За ним пошел было и ординарец, но генерал сказал:
— Оставайтесь!
Пройдя немного, Матвей Иванович остановился, услышал:
— Это что же, так и будем все тикать да тикать? — голос был чистый, ломкий и принадлежал явно молодому, из недавно прибывшего с пополнением казаку.
— Не тикать, Гаврила, а отступать, — возразил ему другой голос, густой с легкой, от табака, хрипотцой. — Зараз хранцуза рази остановишь…
Там, где лежали казаки, волчьими глазами светились красноватые точки цигарок. Они то ярко разгорались, то, теряя силу, медленно угасали. Тянуло дымом махры и крепкого пота.
— Барклай, видать, дюжа пугливый. Боится Палевона и батюшке Платову не разрешает бить, — продолжал настаивать молодой.
— Дурак ты, Гаврила! — возразил другой голос. — Матвей Иванович хранцуза заманывает. Он его, как рыбу в вентерь, приглашает. Вот втянется хранцуз поближе, так он его — хлоп! — чтоб юшка из него потекла…
Матвей Иванович улыбнулся. Ишь ты, военачальник! Вентерь! Он представил эту нехитрую казацкую снасть, которой сам не раз мальчишкой пользовался на рыбалке. На ивовые прутья, скрученные в кольца, одно другого меньше, натягивалась сеть. У входа — небольшое круглое отверстие с недалекой приманкой, а уж конец ее — совсем мешок. Рыба, идя на приманку, заходила в вентерь — и оказывалась в ловушке, назад хода нет.

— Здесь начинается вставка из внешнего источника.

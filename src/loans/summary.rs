//! Borrower loan summary calculations
//!
//! Interest is a flat one-time percentage of principal, not amortized per
//! period. Outstanding balances are clamped at zero, and only installments
//! with a confirmed paid date count as repaid.

use serde::{Deserialize, Serialize};
use uuid::Uuid;

use crate::error::ApiError;
use crate::models::LoanContract;

use super::store::LoanStore;

/// Total amount owed on a contract: principal plus flat interest.
///
/// A missing or negative rate contributes no interest, so the result is
/// exactly the principal.
pub fn total_owed(principal: f64, interest_rate_percent: Option<f64>) -> f64 {
    let rate = interest_rate_percent.filter(|r| *r > 0.0).unwrap_or(0.0);
    principal + principal * (rate / 100.0)
}

/// Outstanding balance on a contract given the sum of confirmed repayments,
/// floored at zero
pub fn outstanding_balance(contract: &LoanContract, amount_repaid: f64) -> f64 {
    (total_owed(contract.principal, contract.interest_rate) - amount_repaid).max(0.0)
}

/// Rounded arithmetic mean of the populated contract durations; 0 if none
fn mean_duration_days(durations: &[i32]) -> i32 {
    if durations.is_empty() {
        return 0;
    }
    let sum: i64 = durations.iter().map(|d| *d as i64).sum();
    (sum as f64 / durations.len() as f64).round() as i32
}

/// Borrower-level summary of existing debt across active contracts
#[derive(Debug, Serialize, Deserialize, Clone, PartialEq)]
pub struct ExistingLoanSummary {
    pub has_existing_loans: bool,
    pub total_outstanding_amount: f64,
    pub average_duration_days: i32,
}

impl ExistingLoanSummary {
    /// Zero-value summary used when the borrower has no active contracts,
    /// and as the fail-safe default when aggregation cannot complete
    pub fn none() -> Self {
        Self {
            has_existing_loans: false,
            total_outstanding_amount: 0.0,
            average_duration_days: 0,
        }
    }
}

/// Borrower loan aggregator over an explicitly passed loan store
#[derive(Clone)]
pub struct LoanAggregator<S> {
    store: S,
}

impl<S: LoanStore> LoanAggregator<S> {
    /// Create a new aggregator over the given store
    pub fn new(store: S) -> Self {
        Self { store }
    }

    /// Summarize a borrower's existing loans.
    ///
    /// Any failure while enumerating the borrower's contracts collapses the
    /// result to the zero-value summary. That fail-safe-to-no-debt default is
    /// a deliberate policy, not an accident; see DESIGN.md.
    pub async fn summarize(&self, borrower_id: Uuid) -> ExistingLoanSummary {
        match self.try_summarize(borrower_id).await {
            Ok(summary) => summary,
            Err(err) => {
                tracing::warn!(
                    borrower_id = %borrower_id,
                    error = %err,
                    "Loan aggregation failed, defaulting to no existing loans"
                );
                ExistingLoanSummary::none()
            }
        }
    }

    async fn try_summarize(&self, borrower_id: Uuid) -> Result<ExistingLoanSummary, ApiError> {
        let contracts = self.store.active_contracts(borrower_id).await?;

        if contracts.is_empty() {
            return Ok(ExistingLoanSummary::none());
        }

        let mut total_outstanding = 0.0;
        let mut durations = Vec::new();

        for contract in &contracts {
            let amount_repaid = match self.store.paid_installments(contract.id).await {
                Ok(installments) => installments.iter().map(|i| i.amount).sum(),
                Err(err) => {
                    // A ledger read failure means we cannot confirm any
                    // repayment, so the contract counts at its full total owed.
                    tracing::warn!(
                        contract_id = %contract.id,
                        error = %err,
                        "Repayment ledger read failed, treating contract as unrepaid"
                    );
                    0.0
                }
            };

            total_outstanding += outstanding_balance(contract, amount_repaid);

            if let Some(days) = contract.duration_days {
                durations.push(days);
            }
        }

        Ok(ExistingLoanSummary {
            has_existing_loans: true,
            total_outstanding_amount: total_outstanding,
            average_duration_days: mean_duration_days(&durations),
        })
    }
}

Вот казаки и назвали вентерем боевой прием, который издавна применяли в сражениях. Даже мальчишки-казачата, играя в войну, тоже пускались в хитрость, одной ватагой заманывали другую в ловко скрытую засаду. Когда же бывали верхом на конях, то учились ходить лавой: с гикой, свистом, широко рассыпавшись по степи, неслись навстречу воображаемому неприятелю.
— О чем гутарите, станишники? — подал голос Матвей Иванович.
Казаки разом вскочили.
— Андрей Кругалев, ваше превосходительство, кумекаст насчет вентеря. Гутарит, будто счас в самый раз загонять француза заместо рыбы.
— А ты кто таков, молодец?
— Урядник Сивков, Анисим Сивков из станицы Медведицкой.
— Правильно, я вам скажу, гутарит казак Кругалев. Только момент нужно подгадать: чтоб наверняка, значит.
— Да уж были, видать, такие моменты. — Матвей Иванович уловил в голосе урядника упрек. Но сделал вид, будто не заметил.
Прав казак, ох как прав! Доколе же отступать? Давно бы пора бить неприятеля. В какой-то мере оправдывала необходимость объединения армий Барклая и Багратиона. Но когда это соединение произойдет? И сумеют ли выполнить задуманное?
И тревожило от мысли, что не так уж далек Минск, к которому они отходят, а за ним Смоленск. И — Москва… При воспоминании о Москве у Матвея Ивановича сердце обливалось кровью. Неужто французы достигнут ее? Нет! Нельзя этого допустить! Никак нельзя!
Не хочет Барклай дать неприятелю сражение. Ну, коли он не желает, так казаки это сделают. Устроят знатный вентерь. И мысль об этом не выходила из головы атамана. Ехал верхом впереди колонны, а сам все размышлял: как, и где, и какие куда поставить полки, чтоб ударить, так уж наверняка.